AVAILABLE DATA Start Marker

use std::collections::HashSet;
use std::fmt;

use anyhow::Result;
use tracing::warn;

use crate::error_codes::{CodedError, CONFIG_EMPTY_CHARSET, CONFIG_UNKNOWN_PRESET};

/// Ordered glyph ramp. Index 0 is the visually lightest symbol, the last index
/// the densest one; the shader maps rising luminance onto rising indices.
#[derive(Debug, Clone, PartialEq, Eq)]
pub struct CharacterSet {
    symbols: Vec<char>,
}

impl CharacterSet {
    pub fn new(symbols: &str) -> Result<Self> {
        let symbols = symbols.chars().collect::<Vec<_>>();
        if symbols.is_empty() {
            return Err(CodedError::config(
                CONFIG_EMPTY_CHARSET,
                "character set must contain at least one symbol",
            )
            .into());
        }

        let mut seen = HashSet::with_capacity(symbols.len());
        let duplicates = symbols
            .iter()
            .filter(|symbol| !seen.insert(**symbol))
            .collect::<String>();
        if !duplicates.is_empty() {
            warn!(
                duplicates = %duplicates.escape_default(),
                "character set repeats symbols; repeated entries still occupy atlas cells"
            );
        }

        Ok(Self { symbols })
    }

    pub fn preset(id: &str) -> Result<Self> {
        let normalized = id.trim().to_ascii_lowercase();
        let preset = PRESETS
            .iter()
            .find(|preset| preset.id == normalized)
            .ok_or_else(|| {
                CodedError::config(
                    CONFIG_UNKNOWN_PRESET,
                    format!(
                        "unknown character set preset '{}' (expected one of: {})",
                        id,
                        preset_ids().join(", ")
                    ),
                )
            })?;
        Self::new(preset.symbols)
    }

    pub fn len(&self) -> usize {
        self.symbols.len()
    }

    /// Always false; kept for clippy's `len_without_is_empty`.
    pub fn is_empty(&self) -> bool {
        self.symbols.is_empty()
    }

    pub fn symbols(&self) -> &[char] {
        &self.symbols
    }
}

impl Default for CharacterSet {
    fn default() -> Self {
        Self {
            symbols: STANDARD_RAMP.chars().collect(),
        }
    }
}

impl fmt::Display for CharacterSet {
    fn fmt(&self, f: &mut fmt::Formatter<'_>) -> fmt::Result {
        for symbol in &self.symbols {
            write!(f, "{symbol}")?;
        }
        Ok(())
    }
}

#[derive(Debug, Clone, Copy, PartialEq, Eq)]
pub struct CharsetPreset {
    pub id: &'static str,
    pub symbols: &'static str,
    pub description: &'static str,
}

pub const DEFAULT_PRESET: &str = "standard";

const STANDARD_RAMP: &str = " .:-=+*#%@";

pub const PRESETS: &[CharsetPreset] = &[
    CharsetPreset {
        id: "standard",
        symbols: STANDARD_RAMP,
        description: "Ten-step ramp, high contrast.",
    },
    CharsetPreset {
        id: "detailed",
        symbols: " .'`^\",:;Il!i><~+_-?][}{1)(|\\/tfjrxnuvczXYUJCLQ0OZmwqpdbkhao*#MW&8%B@$",
        description: "Seventy-symbol ramp for smooth gradients at high column counts.",
    },
    CharsetPreset {
        id: "blocks",
        symbols: " \u{2591}\u{2592}\u{2593}\u{2588}",
        description: "Unicode shade blocks; needs a font with block elements.",
    },
    CharsetPreset {
        id: "minimal",
        symbols: " .oO@",
        description: "Five-step ramp, legible at low column counts.",
    },
];

pub fn preset_ids() -> Vec<&'static str> {
    PRESETS.iter().map(|preset| preset.id).collect()
}

/// The preset after `id` in `PRESETS`, wrapping around. Unknown ids start over.
pub fn next_preset(id: &str) -> &'static CharsetPreset {
    let position = PRESETS.iter().position(|preset| preset.id == id);
    match position {
        Some(index) => &PRESETS[(index + 1) % PRESETS.len()],
        None => &PRESETS[0],
    }
}

pub fn render_presets() -> String {
    let mut output = String::new();
    output.push_str("GLYPHCAST CHARACTER SETS (light to dense)\n");
    for preset in PRESETS {
        output.push('\n');
        output.push_str("- id: ");
        output.push_str(preset.id);
        output.push('\n');
        output.push_str("  glyphs: ");
        output.push_str(&preset.symbols.chars().count().to_string());
        output.push('\n');
        output.push_str("  ramp: \"");
        output.push_str(preset.symbols);
        output.push_str("\"\n");
        output.push_str("  description: ");
        output.push_str(preset.description);
        output.push('\n');
    }
    output
}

AVAILABLE DATA End Marker

**TASK DETAILS**
Using the entries above, copy out all lines that contain the string "PartialEq".

**FINISHED EXERCISE**
#[derive(Debug, Clone, PartialEq, Eq)]
#[derive(Debug, Clone, Copy, PartialEq, Eq)]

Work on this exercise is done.